On Thu, Sep 04, 2025 at 02:52:20PM +0100, Crystal Kolipe wrote:
> If you want a JMicron chipset based device, I can confirm that the Icy Box
> IB-1807MT-C31 works with OpenBSD, (and has a write-protect switch which may be
> useful depending on your application).

Using the recommended Icy Box enclosure IB-1807MT-C31 (USB 3.2 Gen 2 
SuperSpeed+ 1250 MB/s) I can confirm that it works now:

---

$ usbdevs -vv
...
addr 05: 152d:0583 JMicron, USB Storage Device
         super speed, power 224 mA, config 1, rev 31.10, iSerial DB2445000006
         driver: umass0
---

Using a 2TB sized Crucial P3 Plus (PCIe Gen4 NVMe SSD, max write speed 4200 
MB/s),
with the enclosure attached to usb type-a port (USB 3.2 Gen 1 SuperSpeed 625 
MB/s),
testing with fio I get:

---
$ fio --name=write_test --ioengine=sync --rw=write --bs=64k --size=1G 
--numjobs=1 --time_based --runtime=20 --filename=/mnt/backup/test
fio: this platform does not support process shared mutexes, forcing use of 
threads.
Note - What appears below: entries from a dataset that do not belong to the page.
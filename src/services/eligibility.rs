//! Decides which guests receive the enhanced follow-up sequence.
//!
//! A guest qualifies once onboarding has produced a display name and they have
//! picked an attendance status. The scores computed here are diagnostics for the
//! admin: they never change eligibility unless `min_eligibility_score` is raised.

use chrono::{DateTime, Duration, Utc};
use serde::Serialize;

use crate::database::models::User;

#[derive(Debug, Clone, PartialEq, Eq, Serialize)]
pub struct EligibilityCheck {
    pub eligible: bool,
    pub reason: String,
}

#[derive(Debug, Clone, Serialize)]
pub struct IneligibleUser {
    pub user: User,
    pub reason: String,
}

#[derive(Debug, Clone, Default, PartialEq, Serialize)]
pub struct EligibilityStats {
    pub total: usize,
    pub eligible: usize,
    pub ineligible: usize,
    /// `eligible / total * 100`, or 0 for an empty input.
    pub eligibility_rate: f64,
}

#[derive(Debug, Clone, Default, Serialize)]
pub struct EligibilityFilterResult {
    pub eligible: Vec<User>,
    pub ineligible: Vec<IneligibleUser>,
    pub stats: EligibilityStats,
}

#[derive(Debug, Clone, PartialEq, Serialize)]
pub struct EligibilityAssessment {
    pub user_id: i64,
    pub eligible: bool,
    pub reason: String,
    pub completeness_score: u8,
    pub eligibility_score: u8,
}

/// Result of the repository query behind the enhanced broadcast.
#[derive(Debug, Clone, Default, Serialize)]
pub struct EligibleUsers {
    pub users: Vec<User>,
    pub total_count: usize,
    pub eligible_count: usize,
}

fn has_text(value: Option<&str>) -> bool {
    value.is_some_and(|v| !v.trim().is_empty())
}

pub fn is_eligible(user: &User) -> EligibilityCheck {
    let has_name = has_text(user.display_name.as_deref());
    let has_status = has_text(user.attendance_status.as_deref());

    let reason = match (has_name, has_status) {
        (true, true) => "has display name and attendance status",
        (false, true) => "missing display name",
        (true, false) => "missing attendance status",
        (false, false) => "missing display name and attendance status",
    };

    EligibilityCheck {
        eligible: has_name && has_status,
        reason: reason.to_string(),
    }
}

pub fn filter_eligible(users: &[User]) -> EligibilityFilterResult {
    let mut result = EligibilityFilterResult::default();

    for user in users {
        let check = is_eligible(user);
        if check.eligible {
            result.eligible.push(user.clone());
        } else {
            result.ineligible.push(IneligibleUser {
                user: user.clone(),
                reason: check.reason,
            });
        }
    }

    let total = users.len();
    result.stats = EligibilityStats {
        total,
        eligible: result.eligible.len(),
        ineligible: result.ineligible.len(),
        eligibility_rate: percentage(result.eligible.len(), total),
    };

    result
}

/// Additive 0..=100 score: profile fields, activity and how recently the profile changed.
pub fn eligibility_score(user: &User, activity_count: u32, now: DateTime<Utc>) -> u8 {
    let mut score: u32 = 0;

    if has_text(user.display_name.as_deref()) {
        score += 20;
    }
    if has_text(user.attendance_status.as_deref()) {
        score += 20;
    }
    if has_text(user.username.as_deref()) {
        score += 15;
    }
    // Reserved for profile fields that do not exist yet (plus-one, dietary needs)
    score += 15;

    if activity_count > 0 {
        score += 15;
    }
    if activity_count > 3 {
        score += 15;
    }

    if let Some(updated) = user.updated_at_utc() {
        let age = now - updated;
        if age <= Duration::days(7) {
            score += 10;
        } else if age <= Duration::days(30) {
            score += 5;
        }
    }

    score.min(100) as u8
}

/// Percentage of {display name, handle, attendance status} that are filled in.
pub fn completeness(user: &User) -> u8 {
    let present = [
        user.display_name.as_deref(),
        user.username.as_deref(),
        user.attendance_status.as_deref(),
    ]
    .into_iter()
    .filter(|field| has_text(*field))
    .count();

    (present as f64 / 3.0 * 100.0).round() as u8
}

pub fn assess(user: &User, now: DateTime<Utc>) -> EligibilityAssessment {
    let check = is_eligible(user);
    let activity = u32::try_from(user.interaction_count.max(0)).unwrap_or(u32::MAX);

    EligibilityAssessment {
        user_id: user.id,
        eligible: check.eligible,
        reason: check.reason,
        completeness_score: completeness(user),
        eligibility_score: eligibility_score(user, activity, now),
    }
}

/// Loads every user and keeps the ones eligible for the enhanced sequence whose
/// score reaches `min_score`.
pub async fn load_eligible_users(
    pool: &sqlx::SqlitePool,
    min_score: u8,
) -> Result<EligibleUsers, sqlx::Error> {
    let users = User::find_all(pool).await?;
    let total_count = users.len();
    let now = Utc::now();

    let filtered = filter_eligible(&users);
    let eligible: Vec<User> = filtered
        .eligible
        .into_iter()
        .filter(|u| min_score == 0 || assess(u, now).eligibility_score >= min_score)
        .collect();

    tracing::debug!(
        "Eligibility: {} of {} users eligible ({:.1}%), {} after score threshold {}",
        filtered.stats.eligible,
        total_count,
        filtered.stats.eligibility_rate,
        eligible.len(),
        min_score
    );

    Ok(EligibleUsers {
        eligible_count: eligible.len(),
        users: eligible,
        total_count,
    })
}

pub(crate) fn percentage(part: usize, total: usize) -> f64 {
    if total == 0 {
        0.0
    } else {
        part as f64 / total as f64 * 100.0
    }
}

/// Eligibility breakdown shown to admins before they send an enhanced broadcast.
#[derive(Debug, Clone, Default, PartialEq, Serialize)]
pub struct AudienceReport {
    pub stats: EligibilityStats,
    /// Ineligible guests grouped by reason, most common first.
    pub ineligible_reasons: Vec<(String, usize)>,
    pub average_completeness: f64,
    pub average_score: f64,
}

pub fn audience_report(users: &[User], now: DateTime<Utc>) -> AudienceReport {
    let filtered = filter_eligible(users);

    let mut reasons: Vec<(String, usize)> = Vec::new();
    for entry in &filtered.ineligible {
        match reasons.iter_mut().find(|(reason, _)| *reason == entry.reason) {
            Some((_, count)) => *count += 1,
            None => reasons.push((entry.reason.clone(), 1)),
        }
    }
    reasons.sort_by(|a, b| b.1.cmp(&a.1).then_with(|| a.0.cmp(&b.0)));

    let (completeness_sum, score_sum) = users
        .iter()
        .map(|u| assess(u, now))
        .fold((0u64, 0u64), |(c, s), a| {
            (c + u64::from(a.completeness_score), s + u64::from(a.eligibility_score))
        });
    let average = |sum: u64| {
        if users.is_empty() {
            0.0
        } else {
            sum as f64 / users.len() as f64
        }
    };

    AudienceReport {
        stats: filtered.stats,
        ineligible_reasons: reasons,
        average_completeness: average(completeness_sum),
        average_score: average(score_sum),
    }
}

#[cfg(test)]
mod tests {
    use super::*;

    fn user(id: i64, name: Option<&str>, status: Option<&str>) -> User {
        User {
            id,
            chat_id: 1000 + id,
            username: None,
            display_name: name.map(str::to_string),
            attendance_status: status.map(str::to_string),
            interaction_count: 0,
            created_at: "2025-01-01T00:00:00Z".to_string(),
            updated_at: "2025-01-01T00:00:00Z".to_string(),
        }
    }

    #[test]
    fn test_blank_values_do_not_count() {
        let check = is_eligible(&user(1, Some("   "), Some("attending")));
        assert!(!check.eligible);
        assert_eq!(check.reason, "missing display name");
    }

    #[test]
    fn test_percentage_of_empty_total() {
        assert_eq!(percentage(0, 0), 0.0);
        assert_eq!(percentage(1, 4), 25.0);
    }

    #[test]
    fn test_audience_report_groups_reasons() {
        let users = vec![
            user(1, Some("Ann"), Some("attending")),
            user(2, None, Some("maybe")),
            user(3, None, Some("attending")),
            user(4, Some("Dan"), None),
        ];
        let report = audience_report(&users, Utc::now());

        assert_eq!(report.stats.eligible, 1);
        assert_eq!(report.stats.ineligible, 3);
        assert_eq!(
            report.ineligible_reasons,
            vec![
                ("missing display name".to_string(), 2),
                ("missing attendance status".to_string(), 1)
            ]
        );
        assert!(report.average_completeness > 0.0);
    }

    #[test]
    fn test_audience_report_empty() {
        let report = audience_report(&[], Utc::now());
        assert_eq!(report.stats.total, 0);
        assert_eq!(report.average_score, 0.0);
    }
}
Use the 'thread' option to get rid of this warning.
write_test: (g=0): rw=write, bs=(R) 64.0KiB-64.0KiB, (W) 64.0KiB-64.0KiB, (T) 
64.0KiB-64.0KiB, ioengine=sync, iodepth=1
fio-3.38
Starting 1 thread
Jobs: 1 (f=1): [W(1)][100.0%][w=148MiB/s][w=2365 IOPS][eta 00m:00s]
write_test: (groupid=0, jobs=1): err= 0: pid=-642416576: Thu Sep 11 23:05:44 
2025
  write: IOPS=2046, BW=128MiB/s (134MB/s)(2560MiB/20011msec); 0 zone resets
    clat (usec): min=12, max=2000.8k, avg=486.31, stdev=10346.13
     lat (usec): min=12, max=2000.8k, avg=487.52, stdev=10346.12
    clat percentiles (usec):
     |  1.00th=[   15],  5.00th=[   16], 10.00th=[   16], 20.00th=[   37],
     | 30.00th=[   59], 40.00th=[   63], 50.00th=[   69], 60.00th=[   77],
     | 70.00th=[   97], 80.00th=[  147], 90.00th=[  210], 95.00th=[  258],
     | 99.00th=[26870], 99.50th=[27395], 99.90th=[28443], 99.95th=[28705],
     | 99.99th=[29492]
   bw (  KiB/s): min=15660, max=154933, per=100.00%, avg=138200.03, 
stdev=30153.20, samples=37
   iops        : min=  244, max= 2420, avg=2159.03, stdev=471.18, samples=37
  lat (usec)   : 20=14.99%, 50=8.70%, 100=47.18%, 250=23.49%, 500=4.35%
  lat (usec)   : 750=0.02%
  lat (msec)   : 2=0.01%, 50=1.27%, >=2000=0.01%
  cpu          : usr=0.80%, sys=17.79%, ctx=637, majf=0, minf=3
  IO depths    : 1=100.0%, 2=0.0%, 4=0.0%, 8=0.0%, 16=0.0%, 32=0.0%, >=64=0.0%
     submit    : 0=0.0%, 4=100.0%, 8=0.0%, 16=0.0%, 32=0.0%, 64=0.0%, >=64=0.0%
     complete  : 0=0.0%, 4=100.0%, 8=0.0%, 16=0.0%, 32=0.0%, 64=0.0%, >=64=0.0%
     issued rwts: total=0,40962,0,0 short=0,0,0,0 dropped=0,0,0,0
     latency   : target=0, window=0, percentile=100.00%, depth=1
Run status group 0 (all jobs):
  WRITE: bw=128MiB/s (134MB/s), 128MiB/s-128MiB/s (134MB/s-134MB/s), io=2560MiB 
(2684MB), run=20011-20011msec
---

So an average transfer speed of about 134 MB/s.

Attaching via usb type-c port does not work whatsoever, even when attached upon 
boot.

Does that match what I should expect at best from such a setup with OpenBSD?